“Above all, love each other deeply”
“Above all, love each other deeply because love covers over a multitude of sins.”
I Peter 4:8
As I’m sure many of you can relate to, the years I spent drinking and doing drugs involved a lot of secrets, lies and manipulation. Some of it I did on purpose, some of it I did mostly unthinking.
It wasn’t until I was working on my first 4th Step (Make a searching and fearless moral inventory of yourself) that I realized how much shame was effecting me, poisoning me, dictating everything I did and said. Shame about my past was controlling me as viciously as alcohol used to.
I did a complete 4th Step, going back through my past in detail, writing down every situation or person that still made me feel uncomfortable, even if it had happened when I was six. Through this process I was able to see that when I was still drinking, the shame I carried about all the “bad” things I had done was what kept me using, and my warped mind categorized the partying under “fun” so I could go on ignoring all my uncomfortable emotions like embarrassment or guilt.
So what relieved me of the shame, you ask. Well, I did Step 5 (Admitted to God, to ourselves, and to another human being the exact nature of our wrongs). I took my notebook that contained all of my writing for my 4th Step and I went to my Sponsor’s house. My hands shook on the steering wheel as I drove.

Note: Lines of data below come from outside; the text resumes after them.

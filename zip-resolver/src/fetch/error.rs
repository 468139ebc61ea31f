//! Dataset fetch error types.

/// Errors that can occur while fetching and parsing the remote dataset.
#[derive(Debug, thiserror::Error)]
pub enum FetchError {
    /// Network failure, timeout, or HTTP client setup failure
    #[error("could not download {url}: {source}")]
    Connect {
        url: String,
        #[source]
        source: reqwest::Error,
    },

    /// Server answered with a non-success status
    #[error("server returned HTTP {status} for {url}")]
    Http { url: String, status: u16 },

    /// The download could not be written to its staging file
    #[error("could not stage download: {message}")]
    Staging { message: String },

    /// Archive unreadable or expected member missing
    #[error("could not extract {member}: {message}")]
    Extract { member: String, message: String },

    /// The CSV produced no usable rows
    #[error("dataset contains no valid rows ({skipped} rows skipped)")]
    EmptyDataset { skipped: usize },
}
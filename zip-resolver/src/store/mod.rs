//! On-disk cache of the parsed zip code dataset.
//!
//! Pure state management: existence and age checks, atomic writes and
//! validated reads. No network access happens here.

mod cache;
mod error;

pub use cache::{CACHE_FILE_NAME, DatasetStore, StoreConfig, age_since};
pub use error::StoreError;
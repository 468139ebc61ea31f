//! Lookup results and their output encodings.

use std::fmt::{self, Write as _};

use serde::Serialize;
use serde_json::Value;

use super::config::OutputFormat;
use super::error::ErrorKind;
use crate::domain::ZipRecord;

const XML_DECLARATION: &str = r#"<?xml version="1.0" encoding="UTF-8" standalone="yes"?>"#;
const XML_ROOT: &str = "parser";

/// Outcome of a single lookup.
///
/// Built fresh for every call. When the code is unknown or the lookup
/// failed, every field except `zip_code` holds its default value.
#[derive(Debug, Clone, PartialEq, Serialize)]
#[serde(rename_all = "camelCase")]
pub struct LookupResult {
    #[serde(rename = "zipcode")]
    pub zip_code: u32,
    pub city: String,
    pub extra_digit: u8,
    pub commune: String,
    pub commune_id: u32,
    pub canton: String,
    pub east: f64,
    pub north: f64,
    pub valid_zip_code: bool,

    /// Failure message when errors are folded into the result.
    #[serde(skip_serializing_if = "Option::is_none")]
    pub error: Option<String>,

    /// Failure class matching `error`.
    #[serde(skip)]
    pub error_kind: Option<ErrorKind>,
}

impl LookupResult {
    /// A positive result carrying every field of `record`.
    pub fn found(record: &ZipRecord) -> Self {
        Self {
            zip_code: u32::from(record.zip_code),
            city: record.city.clone(),
            extra_digit: record.extra_digit,
            commune: record.commune.clone(),
            commune_id: record.commune_id,
            canton: record.canton.clone(),
            east: record.east,
            north: record.north,
            valid_zip_code: true,
            error: None,
            error_kind: None,
        }
    }

    /// A negative result for a code absent from the dataset.
    ///
    /// The message is only attached when `with_message` is set.
    pub fn not_found(zip_code: u32, with_message: bool) -> Self {
        let mut result = Self::empty(zip_code);
        result.error_kind = Some(ErrorKind::NotFound);
        if with_message {
            result.error = Some(format!("Zip code {zip_code} was not found."));
        }
        result
    }

    /// A negative result for a lookup that could not be carried out.
    pub fn failed(zip_code: u32, kind: ErrorKind, message: impl Into<String>) -> Self {
        let mut result = Self::empty(zip_code);
        result.error = Some(message.into());
        result.error_kind = Some(kind);
        result
    }

    fn empty(zip_code: u32) -> Self {
        Self {
            zip_code,
            city: String::new(),
            extra_digit: 0,
            commune: String::new(),
            commune_id: 0,
            canton: String::new(),
            east: 0.0,
            north: 0.0,
            valid_zip_code: false,
            error: None,
            error_kind: None,
        }
    }

    /// Field name/value pairs in output order.
    pub fn to_pairs(&self) -> Vec<(&'static str, Value)> {
        let mut pairs = vec![
            ("zipcode", Value::from(self.zip_code)),
            ("city", Value::from(self.city.as_str())),
            ("extraDigit", Value::from(self.extra_digit)),
            ("commune", Value::from(self.commune.as_str())),
            ("communeId", Value::from(self.commune_id)),
            ("canton", Value::from(self.canton.as_str())),
            ("east", Value::from(self.east)),
            ("north", Value::from(self.north)),
            ("validZipCode", Value::from(self.valid_zip_code)),
        ];
        if let Some(error) = &self.error {
            pairs.push(("error", Value::from(error.as_str())));
        }
        pairs
    }

    /// JSON object with keys in output order.
    pub fn to_json(&self) -> Result<String, serde_json::Error> {
        serde_json::to_string(self)
    }

    /// PHP `serialize()` notation of the field array.
    pub fn to_php_serialized(&self) -> String {
        let pairs = self.to_pairs();
        let mut out = format!("a:{}:{{", pairs.len());
        for (key, value) in &pairs {
            push_php_value(&mut out, &Value::from(*key));
            push_php_value(&mut out, value);
        }
        out.push('}');
        out
    }

    /// XML document with one child element per field.
    pub fn to_xml(&self) -> String {
        let mut out = String::from(XML_DECLARATION);
        out.push('\n');
        let _ = write!(out, "<{XML_ROOT}>");
        for (key, value) in self.to_pairs() {
            let text = match value {
                Value::String(s) => escape_xml(&s),
                other => other.to_string(),
            };
            let _ = write!(out, "<{key}>{text}</{key}>");
        }
        let _ = writeln!(out, "</{XML_ROOT}>");
        out
    }

    /// Encode in the requested shape.
    pub fn encode(self, format: OutputFormat) -> Result<Output, serde_json::Error> {
        Ok(match format {
            OutputFormat::Raw => Output::Raw(self),
            OutputFormat::Array => Output::Array(self.to_pairs()),
            OutputFormat::Json => Output::Json(self.to_json()?),
            OutputFormat::Serialize => Output::Serialize(self.to_php_serialized()),
            OutputFormat::Xml => Output::Xml(self.to_xml()),
        })
    }
}

/// A lookup result in the caller's selected output format.
#[derive(Debug, Clone, PartialEq)]
pub enum Output {
    Raw(LookupResult),
    Array(Vec<(&'static str, Value)>),
    Json(String),
    Serialize(String),
    Xml(String),
}

impl fmt::Display for Output {
    fn fmt(&self, f: &mut fmt::Formatter<'_>) -> fmt::Result {
        match self {
            Output::Raw(result) => write_pairs(f, &result.to_pairs()),
            Output::Array(pairs) => write_pairs(f, pairs),
            Output::Json(s) | Output::Serialize(s) | Output::Xml(s) => f.write_str(s.trim_end()),
        }
    }
}

fn write_pairs(f: &mut fmt::Formatter<'_>, pairs: &[(&'static str, Value)]) -> fmt::Result {
    for (i, (key, value)) in pairs.iter().enumerate() {
        if i > 0 {
            writeln!(f)?;
        }
        match value {
            Value::String(s) => write!(f, "{key}: {s}")?,
            other => write!(f, "{key}: {other}")?,
        }
    }
    Ok(())
}

fn push_php_value(out: &mut String, value: &Value) {
    // Writing to a String cannot fail.
    let _ = match value {
        Value::Null => write!(out, "N;"),
        Value::Bool(b) => write!(out, "b:{};", u8::from(*b)),
        Value::Number(n) if n.is_f64() => {
            write!(out, "d:{};", n.as_f64().unwrap_or_default())
        }
        Value::Number(n) => write!(out, "i:{n};"),
        Value::String(s) => write!(out, "s:{}:\"{}\";", s.len(), s),
        // Only scalars appear in result pairs.
        Value::Array(_) | Value::Object(_) => write!(out, "N;"),
    };
}

fn escape_xml(s: &str) -> String {
    let mut out = String::with_capacity(s.len());
    for c in s.chars() {
        match c {
            '&' => out.push_str("&amp;"),
            '<' => out.push_str("&lt;"),
            '>' => out.push_str("&gt;"),
            '"' => out.push_str("&quot;"),
            '\'' => out.push_str("&apos;"),
            _ => out.push(c),
        }
    }
    out
}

My Sponsor and I drank cool mint tea and sat on the floor while I read out loud for several hours, word for word, everything I swore I would never tell another human being. Sometimes I cried, sometimes I laughed. My Sponsor laughed too, though she mostly sat there with a small smile on her face, looking at me and listening without comment.

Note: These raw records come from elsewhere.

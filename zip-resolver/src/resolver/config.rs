//! Resolver configuration.

use std::fmt;
use std::path::PathBuf;
use std::str::FromStr;
use std::time::Duration;

/// Default cache lifetime: 30 days.
pub const DEFAULT_CACHE_TTL: Duration = Duration::from_secs(30 * 24 * 60 * 60);

/// Shape in which [`Resolver::lookup_encoded`](super::Resolver::lookup_encoded)
/// returns results.
#[derive(Debug, Clone, Copy, PartialEq, Eq, Default)]
pub enum OutputFormat {
    /// The structured [`LookupResult`](super::LookupResult) itself.
    #[default]
    Raw,
    /// Field name/value pairs in fixed field order.
    Array,
    /// A JSON object string.
    Json,
    /// A PHP `serialize()` array string.
    Serialize,
    /// An XML document string.
    Xml,
}

impl OutputFormat {
    pub fn as_str(self) -> &'static str {
        match self {
            OutputFormat::Raw => "object",
            OutputFormat::Array => "array",
            OutputFormat::Json => "json",
            OutputFormat::Serialize => "serialize",
            OutputFormat::Xml => "xml",
        }
    }
}

/// Error returned when parsing an unknown output format name.
#[derive(Debug, Clone, PartialEq, Eq, thiserror::Error)]
#[error("unknown output format {0:?} (expected object, array, json, serialize or xml)")]
pub struct UnknownOutputFormat(String);

impl FromStr for OutputFormat {
    type Err = UnknownOutputFormat;

    fn from_str(s: &str) -> Result<Self, Self::Err> {
        match s.trim().to_ascii_lowercase().as_str() {
            "object" | "raw" => Ok(OutputFormat::Raw),
            "array" => Ok(OutputFormat::Array),
            "json" => Ok(OutputFormat::Json),
            "serialize" => Ok(OutputFormat::Serialize),
            "xml" => Ok(OutputFormat::Xml),
            _ => Err(UnknownOutputFormat(s.to_string())),
        }
    }
}

impl fmt::Display for OutputFormat {
    fn fmt(&self, f: &mut fmt::Formatter<'_>) -> fmt::Result {
        f.write_str(self.as_str())
    }
}

/// Configuration for a [`Resolver`](super::Resolver).
#[derive(Debug, Clone)]
pub struct ResolverConfig {
    /// Encoding used by `lookup_encoded`.
    pub output_format: OutputFormat,

    /// Return failures as errors instead of folding them into the result.
    pub throw_exceptions: bool,

    /// Directory holding the cache artifact.
    pub cache_dir: PathBuf,

    /// Age after which the cached dataset is refreshed.
    pub cache_ttl: Duration,

    /// Refresh on the next load even if the cache is fresh.
    pub force_reload: bool,
}

impl ResolverConfig {
    /// Create a config with the given output format and cache directory.
    ///
    /// `None` selects the system temporary directory.
    pub fn new(output_format: OutputFormat, cache_dir: Option<PathBuf>) -> Self {
        Self {
            output_format,
            cache_dir: cache_dir.unwrap_or_else(std::env::temp_dir),
            ..Self::default()
        }
    }

    pub fn with_output_format(mut self, format: OutputFormat) -> Self {
        self.output_format = format;
        self
    }

    pub fn with_throw_exceptions(mut self, throw: bool) -> Self {
        self.throw_exceptions = throw;
        self
    }

    pub fn with_cache_dir(mut self, dir: impl Into<PathBuf>) -> Self {
        self.cache_dir = dir.into();
        self
    }

    pub fn with_cache_ttl(mut self, ttl: Duration) -> Self {
        self.cache_ttl = ttl;
        self
    }

    pub fn with_force_reload(mut self, force: bool) -> Self {
        self.force_reload = force;
        self
    }
}

impl Default for ResolverConfig {
    fn default() -> Self {
        Self {
            output_format: OutputFormat::Raw,
            throw_exceptions: false,
            cache_dir: std::env::temp_dir(),
            cache_ttl: DEFAULT_CACHE_TTL,
            force_reload: false,
        }
    }
}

There were moments where I was absolutely terrified and nearly completely unwilling to tell her a certain resentment or behavior. But the good thing about being an alcoholic and a drug addict is that I rarely do things half way. I made my mouth form the words and release the secrets that had been eating me up inside for years.

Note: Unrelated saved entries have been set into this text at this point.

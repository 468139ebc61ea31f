//! Fetching the authoritative zip code dataset.
//!
//! The swisstopo locality directory is published as a zip archive holding
//! a single semicolon-separated CSV file. A fetch downloads the archive to
//! a staging file, extracts the CSV member and parses it into a
//! [`DatasetIndex`](crate::domain::DatasetIndex).

mod archive;
mod client;
mod error;
mod parse;

pub use archive::{dataset_from_archive, extract_member};
pub use client::{
    DEFAULT_DATA_URL, DEFAULT_MEMBER, DEFAULT_TIMEOUT_SECS, Fetcher, FetcherConfig, HttpFetcher,
};
pub use error::FetchError;
pub use parse::{COLUMN_COUNT, FetchedDataset, ParseWarning, parse_dataset, parse_records};
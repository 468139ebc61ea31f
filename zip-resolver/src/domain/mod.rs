//! Domain types for the zip code resolver.
//!
//! Values here are validated at construction, so code receiving them can
//! trust that a `ZipCode` is a well-formed Swiss postal code.

mod record;
mod zip_code;

pub use record::{DatasetIndex, ZipRecord};
pub use zip_code::{InvalidZipCode, ZipCode};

I told all the stories of my childhood that still bothered me, like getting rejected by my crush in elementary school and being teased in middle school. I told her the cars and buildings I had vandalized, the boyfriends I had cheated on, the money I had stolen, and all kinds of other small events that would seem like nothing, but actually were something.
As I finished reading out loud my most private thoughts and deeds, many that I have never told anyone, I felt this enormous, all consuming, all pervasive feeling of relief and peace. There’s something magical about telling a secret, whether its good or bad. It was like that car I vandalized, that one night stand, that bracelet I stole… it is all a part of my past, yes, but it is somehow, by the grace of my God, no longer a part of my present.
Doing the Steps helps me understand that everything that has happened to us in our lives has affected us, and all the decisions we make from now on will continue to change and dictate our lives. The 5th Step experience is just another indicator that everything we do, say and consume is important.
I realize that most of the situations and people that I’ve been resentful and embarrassed about for so long, really aren’t important anymore, and aren’t any reason for me to be carrying around shame for another second! I am a good person, and I deserve happiness, respect, love, and success. I let others and my lower ego convince me otherwise for many years.
Even though it was really scary, I did my 4th and 5th step. I gave the results up to my Higher Power as best as I could, hoping beyond all hope, thinking: can I really share this much of myself and not be judged. I looked into my Sponsor’s kind, loving face about halfway through my reading, and I asked, “Do you hate me yet?” She said, “No, I don’t hate you. I love you all the more.”
Oh, to be loved even when sharing darkness.